As long as one is not FORCED to pray, no matter to whom or about what to pray for, then I have no problem with people praying in a public venue.
Coberly,
You are absolutely right and that is why it concerns me. All organized religion is political and that is what makes it so dangerous to let it creep into our government. I do not want the government doing things because “it is the Christian thing to do–it almost never is” any more than I want the government or law to do what “the Prophet Mohamed decreed”. I would prefer a government that was more rational and less politicized than it is but understand that in a democracy you have to put up with politics. I just think you have to keep it secular and that the Bill of Rights was essentially to protect the minority from the majority. At best I see the Supremes as letting the camel’s nose under the tent.
Terry
the supremes are PUSHING the camels nose under the tent because it serves them politically. they don’t give a damn about christianity. but they know that by provoking you to “fight” christianity they can win the votes they need for what they do care about (money and power).
you need to find a way… and beverly could have done it… to fight the “political christians” without alienating the “simple christians. they won’t make it easy for you, especially to the extent that you (beverly) really DO “hate christianity”… just like the Supremes.
and that is because, like the people who hate(d) jews in Europe because of atrocities they had been told about, you hate Christians because of atrocities you have been told about.
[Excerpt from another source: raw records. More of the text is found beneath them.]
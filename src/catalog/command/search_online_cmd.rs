use async_trait::async_trait;
use serde::{Deserialize, Serialize};
use crate::books::dto::BookDto;
use crate::catalog::domain::SharedCatalog;
use crate::core::command::{Command, CommandError};

pub struct SearchOnlineCommand {
    catalog: SharedCatalog,
}

impl SearchOnlineCommand {
    pub fn new(catalog: SharedCatalog) -> Self {
        Self {
            catalog,
        }
    }
}

#[derive(Debug, Deserialize)]
pub struct SearchOnlineCommandRequest {
    pub query: String,
}

#[derive(Debug, Serialize)]
#[serde(transparent)]
pub struct SearchOnlineCommandResponse {
    pub books: Vec<BookDto>,
}

#[async_trait]
impl Command<SearchOnlineCommandRequest, SearchOnlineCommandResponse> for SearchOnlineCommand {
    async fn execute(&self, req: SearchOnlineCommandRequest) -> Result<SearchOnlineCommandResponse, CommandError> {
        let (lookup_provider, limit) = {
            let catalog = self.catalog.lock().await;
            (catalog.lookup_provider(), catalog.online_search_limit())
        };
        Ok(SearchOnlineCommandResponse { books: lookup_provider.search_by_query(req.query.as_str(), limit).await })
    }
}
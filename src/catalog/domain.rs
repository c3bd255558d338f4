pub mod service;

use std::path::Path;
use std::sync::Arc;
use async_trait::async_trait;
use tokio::sync::Mutex;
use crate::books::dto::BookDto;
use crate::core::library::{LibraryResult, SearchField};
use crate::gateway::lookup::LookupProvider;

// CatalogService owns the in-memory collection of books. No two books share an
// ISBN (compared without regard to case) and books keep their insertion order.
#[async_trait]
pub trait CatalogService: Sync + Send {
    // all books in insertion order
    fn books(&self) -> &[BookDto];

    // adds a fully formed book, failing with DuplicateKey when its ISBN is taken
    async fn add_book(&mut self, book: BookDto) -> LibraryResult<BookDto>;

    // resolves the ISBN through the lookup provider and adds the result;
    // fails with DuplicateKey before any lookup, or NotFound on a lookup miss
    async fn add_book_by_isbn(&mut self, isbn: &str) -> LibraryResult<BookDto>;

    // removes the first book with the ISBN and reports whether one was removed
    async fn remove_book(&mut self, isbn: &str) -> bool;

    fn find_books(&self, query: &str, field: SearchField) -> Vec<BookDto>;

    // online searches read no catalog state, so callers holding the shared
    // lock take this handle and release the lock before searching
    fn lookup_provider(&self) -> Arc<dyn LookupProvider>;

    fn online_search_limit(&self) -> usize;

    async fn search_online(&self, query: &str) -> Vec<BookDto>;

    // best-effort merge of the books stored at path, returning how many were added
    async fn load_from(&mut self, path: &Path) -> LibraryResult<usize>;

    async fn save_to(&self, path: &Path) -> LibraryResult<()>;
}

// SharedCatalog serializes access to one catalog across concurrent requests
pub type SharedCatalog = Arc<Mutex<Box<dyn CatalogService>>>;

pub fn shared(catalog: Box<dyn CatalogService>) -> SharedCatalog {
    Arc::new(Mutex::new(catalog))
}
use async_trait::async_trait;
use serde::Serialize;
use crate::books::dto::BookDto;
use crate::catalog::domain::SharedCatalog;
use crate::core::command::{Command, CommandError};

pub struct ListBooksCommand {
    catalog: SharedCatalog,
}

impl ListBooksCommand {
    pub fn new(catalog: SharedCatalog) -> Self {
        Self {
            catalog,
        }
    }
}

#[derive(Debug, Default)]
pub struct ListBooksCommandRequest {}

#[derive(Debug, Serialize)]
#[serde(transparent)]
pub struct ListBooksCommandResponse {
    pub books: Vec<BookDto>,
}

#[async_trait]
impl Command<ListBooksCommandRequest, ListBooksCommandResponse> for ListBooksCommand {
    async fn execute(&self, _req: ListBooksCommandRequest) -> Result<ListBooksCommandResponse, CommandError> {
        let catalog = self.catalog.lock().await;
        Ok(ListBooksCommandResponse { books: catalog.books().to_vec() })
    }
}

#[cfg(test)]
mod tests {
    use crate::catalog::command::list_books_cmd::{ListBooksCommand, ListBooksCommandRequest};
    use crate::catalog::domain::shared;
    use crate::catalog::fixtures::{sample_books, seeded_catalog};
    use crate::core::command::Command;

    #[tokio::test]
    async fn test_should_run_list_books() {
        let cmd = ListBooksCommand::new(shared(Box::new(seeded_catalog())));
        let res = cmd.execute(ListBooksCommandRequest::default()).await.expect("should list books");
        assert_eq!(sample_books(), res.books);
        let json = serde_json::to_value(&res).expect("serialize");
        assert!(json.is_array());
        assert_eq!("The Python Guide", json[0]["title"]);
    }
}
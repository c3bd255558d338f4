use std::collections::HashMap;
use std::time::Duration;
use async_trait::async_trait;
use serde::Deserialize;
use serde_json::Value;
use tracing::{debug, warn};
use crate::books::dto::BookDto;
use crate::core::library::{LibraryError, LibraryResult};
use crate::gateway::lookup::{LookupProvider, UNKNOWN_AUTHOR, UNKNOWN_ISBN, UNKNOWN_TITLE};

const SEARCH_PATH: &str = "/search.json";
const BOOKS_PATH: &str = "/api/books";
const SEARCH_FIELDS: &str = "title,author_name,isbn";

// OpenLibraryClient looks books up through the Open Library search and books APIs
#[derive(Debug, Clone)]
pub struct OpenLibraryClient {
    client: reqwest::Client,
    base_url: String,
}

impl OpenLibraryClient {
    pub fn new(base_url: &str, timeout: Duration) -> LibraryResult<Self> {
        let client = reqwest::Client::builder()
            .timeout(timeout)
            .user_agent(concat!(env!("CARGO_PKG_NAME"), "/", env!("CARGO_PKG_VERSION")))
            .build()
            .map_err(|err| LibraryError::runtime(
                format!("failed to build http client due to {}", err).as_str(), None))?;
        Ok(Self {
            client,
            base_url: base_url.trim_end_matches('/').to_string(),
        })
    }

    async fn get_json(&self, path: &str, params: &[(&str, String)]) -> Result<Value, reqwest::Error> {
        self.client
            .get(format!("{}{}", self.base_url, path))
            .query(params)
            .send()
            .await?
            .error_for_status()?
            .json::<Value>()
            .await
    }
}

#[async_trait]
impl LookupProvider for OpenLibraryClient {
    async fn search_by_query(&self, query: &str, limit: usize) -> Vec<BookDto> {
        if query.trim().is_empty() {
            return vec![];
        }
        let params = [
            ("q", query.to_string()),
            ("limit", limit.to_string()),
            ("fields", SEARCH_FIELDS.to_string()),
        ];
        match self.get_json(SEARCH_PATH, &params).await {
            Ok(body) => parse_search_response(body),
            Err(err) => {
                warn!("error searching books for {:?}: {}", query, err);
                vec![]
            }
        }
    }

    async fn lookup_by_isbn(&self, isbn: &str) -> Option<BookDto> {
        if isbn.trim().is_empty() {
            return None;
        }
        let params = [
            ("bibkeys", format!("ISBN:{}", isbn)),
            ("jscmd", "data".to_string()),
            ("format", "json".to_string()),
        ];
        match self.get_json(BOOKS_PATH, &params).await {
            Ok(body) => parse_books_response(body, isbn),
            Err(err) => {
                warn!("error fetching book by isbn {}: {}", isbn, err);
                None
            }
        }
    }
}

#[derive(Debug, Deserialize)]
struct SearchDoc {
    title: Option<String>,
    #[serde(default)]
    author_name: Vec<String>,
    #[serde(default)]
    isbn: Vec<String>,
}

#[derive(Debug, Deserialize)]
struct BookData {
    title: Option<String>,
    #[serde(default)]
    authors: Vec<AuthorData>,
}

#[derive(Debug, Deserialize)]
struct AuthorData {
    #[serde(default)]
    name: String,
}

// Each doc becomes a book with placeholders for missing fields; docs that are
// not objects of the expected shape are skipped.
pub(crate) fn parse_search_response(body: Value) -> Vec<BookDto> {
    let docs = match body.get("docs").and_then(Value::as_array) {
        Some(docs) => docs,
        None => return vec![],
    };
    docs.iter()
        .filter_map(|doc| match SearchDoc::deserialize(doc) {
            Ok(doc) => Some(BookDto::new(
                doc.title.as_deref().unwrap_or(UNKNOWN_TITLE),
                doc.author_name.first().map(String::as_str).unwrap_or(UNKNOWN_AUTHOR),
                doc.isbn.first().map(String::as_str).unwrap_or(UNKNOWN_ISBN),
            )),
            Err(err) => {
                debug!("skipping search result: {}", err);
                None
            }
        })
        .collect()
}

// The books API answers with a map keyed by `ISBN:{isbn}`; a missing key is a miss.
// The requested ISBN becomes the record's ISBN.
pub(crate) fn parse_books_response(body: Value, isbn: &str) -> Option<BookDto> {
    let mut data: HashMap<String, Value> = serde_json::from_value(body).ok()?;
    let entry = data.remove(&format!("ISBN:{}", isbn))?;
    let book: BookData = match serde_json::from_value(entry) {
        Ok(book) => book,
        Err(err) => {
            warn!("unexpected book data for isbn {}: {}", isbn, err);
            return None;
        }
    };
    Some(BookDto::new(
        book.title.as_deref().unwrap_or(UNKNOWN_TITLE),
        book.authors.first().map(|a| a.name.as_str()).unwrap_or(UNKNOWN_AUTHOR),
        isbn,
    ))
}

#[cfg(test)]
mod tests {
    use std::time::Duration;
    use serde_json::json;
    use crate::books::dto::BookDto;
    use crate::gateway::lookup::LookupProvider;
    use crate::gateway::openlibrary::client::{OpenLibraryClient, parse_books_response, parse_search_response};

    #[tokio::test]
    async fn test_should_parse_search_docs() {
        let body = json!({
            "numFound": 2,
            "docs": [
                {"title": "Fluent Python", "author_name": ["Luciano Ramalho", "Other"], "isbn": ["9781491946008", "1491946008"]},
                {"title": "Untitled Notes"}
            ]
        });
        let books = parse_search_response(body);
        assert_eq!(vec![
            BookDto::new("Fluent Python", "Luciano Ramalho", "9781491946008"),
            BookDto::new("Untitled Notes", "Unknown Author", "Unknown ISBN"),
        ], books);
    }

    #[tokio::test]
    async fn test_should_substitute_missing_title() {
        let books = parse_search_response(json!({"docs": [{"author_name": [], "isbn": ["1"]}]}));
        assert_eq!(vec![BookDto::new("Unknown Title", "Unknown Author", "1")], books);
    }

    #[tokio::test]
    async fn test_should_skip_malformed_docs() {
        let books = parse_search_response(json!({"docs": [42, {"title": "Kept"}]}));
        assert_eq!(1, books.len());
        assert_eq!("Kept", books[0].title.as_str());
    }

    #[tokio::test]
    async fn test_should_return_empty_without_docs() {
        assert!(parse_search_response(json!({"error": "bad"})).is_empty());
        assert!(parse_search_response(json!([])).is_empty());
    }

    #[tokio::test]
    async fn test_should_parse_book_by_isbn() {
        let body = json!({
            "ISBN:9782848300443": {
                "title": "Le Petit Prince",
                "authors": [{"name": "Antoine de Saint-Exupéry", "url": "https://openlibrary.org/authors/OL1A"}]
            }
        });
        let book = parse_books_response(body, "9782848300443").expect("should find book");
        assert_eq!(BookDto::new("Le Petit Prince", "Antoine de Saint-Exupéry", "9782848300443"), book);
    }

    #[tokio::test]
    async fn test_should_substitute_missing_book_fields() {
        let book = parse_books_response(json!({"ISBN:1": {}}), "1").expect("should find book");
        assert_eq!(BookDto::new("Unknown Title", "Unknown Author", "1"), book);
    }

    #[tokio::test]
    async fn test_should_miss_unknown_isbn() {
        assert!(parse_books_response(json!({}), "1").is_none());
        assert!(parse_books_response(json!({"ISBN:2": {"title": "Other"}}), "1").is_none());
        assert!(parse_books_response(json!("unexpected"), "1").is_none());
    }

    #[tokio::test]
    async fn test_should_short_circuit_empty_input() {
        let client = OpenLibraryClient::new("http://127.0.0.1:9/", Duration::from_millis(50)).expect("client");
        assert!(client.search_by_query("  ", 10).await.is_empty());
        assert!(client.lookup_by_isbn("").await.is_none());
    }

    #[tokio::test]
    async fn test_should_swallow_connection_failures() {
        // port 9 (discard) is not expected to serve http locally
        let client = OpenLibraryClient::new("http://127.0.0.1:9", Duration::from_millis(200)).expect("client");
        assert!(client.search_by_query("python", 3).await.is_empty());
        assert!(client.lookup_by_isbn("9781491946008").await.is_none());
    }
}
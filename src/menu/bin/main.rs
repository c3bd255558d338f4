use std::io;
use std::path::Path;
use library::catalog::factory::create_catalog_service;
use library::core::domain::Configuration;
use library::core::library::LibraryResult;
use library::core::repository::RepositoryStore;
use library::gateway::GatewayPublisherVia;
use library::menu::cli::LibraryMenu;
use library::utils::logging::setup_console_tracing;

#[tokio::main]
async fn main() -> LibraryResult<()> {
    setup_console_tracing();

    let config = Configuration::from_env();
    // the menu prints removal outcomes itself
    let mut catalog = create_catalog_service(&config, RepositoryStore::JsonFile, GatewayPublisherVia::Silent)?;
    catalog.load_from(Path::new(config.data_file.as_str())).await?;

    let stdin = io::stdin();
    let mut menu = LibraryMenu::new(catalog, stdin.lock(), io::stdout());
    menu.run().await
}
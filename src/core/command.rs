use async_trait::async_trait;
use crate::core::library::LibraryError;

#[derive(Debug)]
pub enum CommandError {
    DuplicateKey {
        message: String,
    },
    NotFound {
        message: String,
    },
    Persistence {
        message: String,
        reason_code: Option<String>,
    },
    Serialization {
        message: String,
    },
    Validation {
        message: String,
        reason_code: Option<String>,
    },
    Runtime {
        message: String,
        reason_code: Option<String>,
    },
}

impl CommandError {
    pub fn message(&self) -> &str {
        match self {
            CommandError::DuplicateKey { message } => message,
            CommandError::NotFound { message } => message,
            CommandError::Persistence { message, .. } => message,
            CommandError::Serialization { message } => message,
            CommandError::Validation { message, .. } => message,
            CommandError::Runtime { message, .. } => message,
        }
    }
}

#[async_trait]
pub trait Command<Request, Response> {
    async fn execute(&self, req: Request) -> Result<Response, CommandError>;
}

impl From<LibraryError> for CommandError {
    fn from(other: LibraryError) -> Self {
        match other {
            LibraryError::DuplicateKey { message } => {
                CommandError::DuplicateKey { message }
            }
            LibraryError::NotFound { message } => {
                CommandError::NotFound { message }
            }
            LibraryError::Io { message, reason_code } => {
                CommandError::Persistence { message, reason_code }
            }
            LibraryError::Serialization { message } => {
                CommandError::Serialization { message }
            }
            LibraryError::Validation { message, reason_code } => {
                CommandError::Validation { message, reason_code }
            }
            LibraryError::Runtime { message, reason_code } => {
                CommandError::Runtime { message, reason_code }
            }
        }
    }
}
guess how politicians have managed people for the last xteen thousand years.
Coberly, I certainly do not hate Christians or even Catholics, although I disagree with them trying to impose their belief systems on society as a whole on things like abortion–which I do not much like either, but think should be private decision between the woman, her doctor and her God, if any–gay marriage, creationism, or public funding of religious schools. I suppose I might feel differently if Catholics suddenly embraced some of Pope Francis’ comments on income inequality, but I am not holding my breath. And I certainly do not equate my being critical of Christian or any prayer at governmental sponsored events, with the demonizing of Jewish people in Germany after the first world war. Now I think you could make a case that there is a segment of the population in this country who is demonizing Moslems which goes back to the Crusades, just as the Christians have demonized Jews going back to at least the Spanish Inquisition. What all of these persecutions have in common is government support for the majority faith ie the oppression of a minority by the majority which I believe the First Amendment was intended to limit, at least in matters of religion, speech and assembly.